Does anyone else think this? The new models are much less creative, and the variety of outputs that I can produce is so much smaller. Yes, they follow instructions, but the outputs are short and repetitive. What is the point of using GPT-3 to tell me something I could find on Wikipedia? What is the point of using it for summarization, something that I could easily do with a smaller model? OpenAI is moving in the wrong direction with this. I understand you are trying to respond to the way users are leveraging the playground, but you are just giving them a “faster horse” at the price of limiting the true capabilities of the model.
I find that it depends on the prompt. If one gives it 2000 magical tokens, twice the magic back ye shall receive
Tokens are in fourths. Divide by 4. I understand what you mean by boring though.
Its definitely prompt-specific, but if I’m going to long form prompts, I will still say that the original Davincis are going to give me better, more creative results. I can’t just give them one sentence zero shot commands, but I also can just coax a far vaster variety of reactions from them.
Thanks @amandamariemoore714 for the advice…good to remember that its generating token-wise, not word-wise.
I still use davinci-instruct-beta for a lot of things. It’s the most creative, I think, better than davinci, but without as much fine control as basic davinci.
text-davinci has its niche, but I think it works best for “lazier” prompts. The older versions need a lot more work to have good output. The new ones are basically cheaper and more consistent. I have a poetry generator that runs on text-davinci-002 and it’s surprisingly accurate.

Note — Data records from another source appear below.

pub mod api;
pub mod clock;
pub mod config;
pub mod error;
pub mod keepalive;
pub mod notify;
pub mod outage;
pub mod render;
pub mod telegram;

// Re-export commonly used items
pub use api::{create_router, AppState};
pub use clock::{Clock, ManualClock, SystemClock};
pub use config::Config;
pub use error::{AppError, Result};
pub use notify::{NotificationGateway, Notifier};
pub use outage::{OutageLedger, OutageRecord, PowerMonitor, PowerStatus};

I do think it’s the wrong direction, but it’s fine as long as they keep the older versions too.
I hadn’t tried it tons/much but I felt it too, much less impressive than the original GPT-3.

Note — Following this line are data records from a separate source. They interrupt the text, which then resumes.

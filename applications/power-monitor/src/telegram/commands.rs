use std::time::Duration;
use tracing::{debug, error, info, warn};

use super::client::TelegramClient;
use super::types::{CallbackQuery, InlineKeyboardButton, InlineKeyboardMarkup, Message, Update};
use crate::error::Result;
use crate::outage::PowerMonitor;
use crate::render;

const RETRY_DELAY: Duration = Duration::from_secs(5);

/// Bot commands understood by the chat loop.
#[derive(Debug, Clone, Copy, PartialEq, Eq)]
pub enum Command {
    Start,
    Help,
    Status,
    Stats,
    History,
    Analytics,
    Forecast,
}

impl Command {
    /// Parse `/name@bot args`. Bot suffix and arguments are ignored.
    pub fn parse(text: &str) -> Option<Self> {
        let word = text.split_whitespace().next()?;
        let name = word.strip_prefix('/')?;
        let name = name.split('@').next().unwrap_or(name);

        match name.to_ascii_lowercase().as_str() {
            "start" => Some(Self::Start),
            "help" => Some(Self::Help),
            "status" => Some(Self::Status),
            "stats" => Some(Self::Stats),
            "history" => Some(Self::History),
            "analytics" => Some(Self::Analytics),
            "forecast" => Some(Self::Forecast),
            _ => None,
        }
    }
}

/// Inline keyboard buttons.
#[derive(Debug, Clone, Copy, PartialEq, Eq)]
pub enum CallbackAction {
    Stats,
    Status,
}

impl CallbackAction {
    pub fn parse(data: &str) -> Option<Self> {
        match data {
            "stats" => Some(Self::Stats),
            "status" => Some(Self::Status),
            _ => None,
        }
    }
}

#[derive(Debug, Clone, PartialEq, Eq)]
pub struct Reply {
    pub text: String,
    pub keyboard: Option<InlineKeyboardMarkup>,
}

impl Reply {
    fn text(text: String) -> Self {
        Self {
            text,
            keyboard: None,
        }
    }
}

pub fn main_keyboard() -> InlineKeyboardMarkup {
    InlineKeyboardMarkup {
        inline_keyboard: vec![vec![
            InlineKeyboardButton::callback("📊 Statistics", "stats"),
            InlineKeyboardButton::callback("🔌 Status", "status"),
        ]],
    }
}

/// Build the reply to a command. Read-only with respect to the monitor.
pub async fn respond(command: Command, monitor: &PowerMonitor, group_label: &str) -> Reply {
    match command {
        Command::Start | Command::Help => Reply {
            text: render::welcome(group_label),
            keyboard: Some(main_keyboard()),
        },
        Command::Status => Reply::text(render::status(&monitor.status().await)),
        Command::Stats => Reply::text(render::statistics(monitor.statistics().await.as_ref())),
        Command::History => Reply::text(render::history(&monitor.history().await)),
        Command::Analytics => Reply::text(render::analytics(monitor.analytics().await.as_ref())),
        Command::Forecast => Reply::text(render::forecast(&monitor.forecast().await)),
    }
}

/// Compact report shown in place of the message that carried the button.
pub async fn respond_callback(action: CallbackAction, monitor: &PowerMonitor) -> String {
    match action {
        CallbackAction::Stats => render::statistics_short(monitor.statistics().await.as_ref()),
        CallbackAction::Status => render::status_short(&monitor.status().await),
    }
}

/// Long-polling command loop.
pub struct ChatBot {
    client: TelegramClient,
    monitor: PowerMonitor,
    group_label: String,
    poll_timeout_secs: u64,
}

impl ChatBot {
    pub fn new(
        client: TelegramClient,
        monitor: PowerMonitor,
        group_label: String,
        poll_timeout_secs: u64,
    ) -> Self {
        Self {
            client,
            monitor,
            group_label,
            poll_timeout_secs,
        }
    }

    /// Poll for updates until the task is cancelled.
    pub async fn run(self) {
        info!("Starting chat command loop");
        let mut offset: Option<i64> = None;

        loop {
            let updates = match self
                .client
                .get_updates(offset, self.poll_timeout_secs)
                .await
            {
                Ok(updates) => updates,
                Err(e) => {
                    error!(error = %e, "failed to fetch updates; retrying");
                    tokio::time::sleep(RETRY_DELAY).await;
                    continue;
                }
            };

            for update in updates {
                offset = Some(update.update_id + 1);
                if let Err(e) = self.handle_update(update).await {
                    warn!(error = %e, "failed to answer update");
                }
            }
        }
    }

    async fn handle_update(&self, update: Update) -> Result<()> {
        if let Some(message) = update.message {
            self.handle_message(message).await
        } else if let Some(callback) = update.callback_query {
            self.handle_callback(callback).await
        } else {
            Ok(())
        }
    }

    async fn handle_message(&self, message: Message) -> Result<()> {
        let Some(command) = message.text.as_deref().and_then(Command::parse) else {
            return Ok(());
        };
        debug!(?command, chat_id = message.chat.id, "handling command");

        let reply = respond(command, &self.monitor, &self.group_label).await;
        self.client
            .send_message(
                &message.chat.id.to_string(),
                &reply.text,
                reply.keyboard.as_ref(),
            )
            .await?;
        Ok(())
    }

    async fn handle_callback(&self, callback: CallbackQuery) -> Result<()> {
        // Answer first so the client stops showing the spinner.
        self.client.answer_callback_query(&callback.id).await?;

        let Some(action) = callback.data.as_deref().and_then(CallbackAction::parse) else {
            return Ok(());
        };
        let Some(message) = callback.message else {
            return Ok(());
        };
        debug!(?action, chat_id = message.chat.id, "handling callback");

        let text = respond_callback(action, &self.monitor).await;
        self.client
            .edit_message_text(&message.chat.id.to_string(), message.message_id, &text)
            .await
    }
}

#[cfg(test)]
mod tests {
    use super::*;
    use crate::clock::ManualClock;
    use chrono::{NaiveDate, NaiveDateTime};
    use std::sync::Arc;

    fn at(h: u32, m: u32) -> NaiveDateTime {
        NaiveDate::from_ymd_opt(2025, 1, 15)
            .unwrap()
            .and_hms_opt(h, m, 0)
            .unwrap()
    }

    #[test]
    fn test_parse_commands() {
        assert_eq!(Command::parse("/start"), Some(Command::Start));
        assert_eq!(Command::parse("/help"), Some(Command::Help));
        assert_eq!(Command::parse("/status"), Some(Command::Status));
        assert_eq!(Command::parse("/stats"), Some(Command::Stats));
        assert_eq!(Command::parse("/history"), Some(Command::History));
        assert_eq!(Command::parse("/analytics"), Some(Command::Analytics));
        assert_eq!(Command::parse("/forecast"), Some(Command::Forecast));
    }

    #[test]
    fn test_parse_ignores_bot_suffix_and_arguments() {
        assert_eq!(Command::parse("/stats@PowerBot"), Some(Command::Stats));
        assert_eq!(Command::parse("  /status now please"), Some(Command::Status));
    }

    #[test]
    fn test_parse_rejects_unknown_and_plain_text() {
        assert_eq!(Command::parse("/reboot"), None);
        assert_eq!(Command::parse("status"), None);
        assert_eq!(Command::parse(""), None);
        assert_eq!(Command::parse("/"), None);
    }

    #[test]
    fn test_parse_callbacks() {
        assert_eq!(CallbackAction::parse("stats"), Some(CallbackAction::Stats));
        assert_eq!(CallbackAction::parse("status"), Some(CallbackAction::Status));
        assert_eq!(CallbackAction::parse("history"), None);
    }

    #[tokio::test]
    async fn test_start_reply_carries_keyboard() {
        let monitor = PowerMonitor::new(Arc::new(ManualClock::new(at(9, 0))));
        let reply = respond(Command::Start, &monitor, "3.2").await;

        assert!(reply.text.contains("3.2"));
        assert_eq!(reply.keyboard, Some(main_keyboard()));
    }

    #[tokio::test]
    async fn test_commands_do_not_change_state() {
        let clock = Arc::new(ManualClock::new(at(9, 0)));
        let monitor = PowerMonitor::new(clock.clone());
        monitor.power_lost().await;
        clock.set(at(9, 30));

        for command in [
            Command::Status,
            Command::Stats,
            Command::History,
            Command::Analytics,
            Command::Forecast,
        ] {
            let reply = respond(command, &monitor, "3.2").await;
            assert!(reply.keyboard.is_none());
        }

        let report = monitor.status().await;
        assert_eq!(report.status, crate::outage::PowerStatus::Down);
        assert_eq!(report.since, Some(at(9, 0)));
    }

    #[tokio::test]
    async fn test_status_callback_is_compact() {
        let monitor = PowerMonitor::new(Arc::new(ManualClock::new(at(9, 0))));
        let text = respond_callback(CallbackAction::Status, &monitor).await;
        assert_eq!(text, "🟢 Power is on");
    }
}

Agreed, for creative writing, one of the best features of the original davinci model is the ability to press the regenerate button and get a completely different completion.
The new models output the same thing almost every time, which makes them useful only in marginal situations for creative writing.
My experience is that it became more neutral, more objective and less controversial. For example, when I ask it for phone recommendation, it tells me “there’s no one answer to which the phone is the best” instead of actually recommending something. I can change the prompt and I will get what I want, but I also preferred if the model was more subjective. The neutral and objective answers are often useless.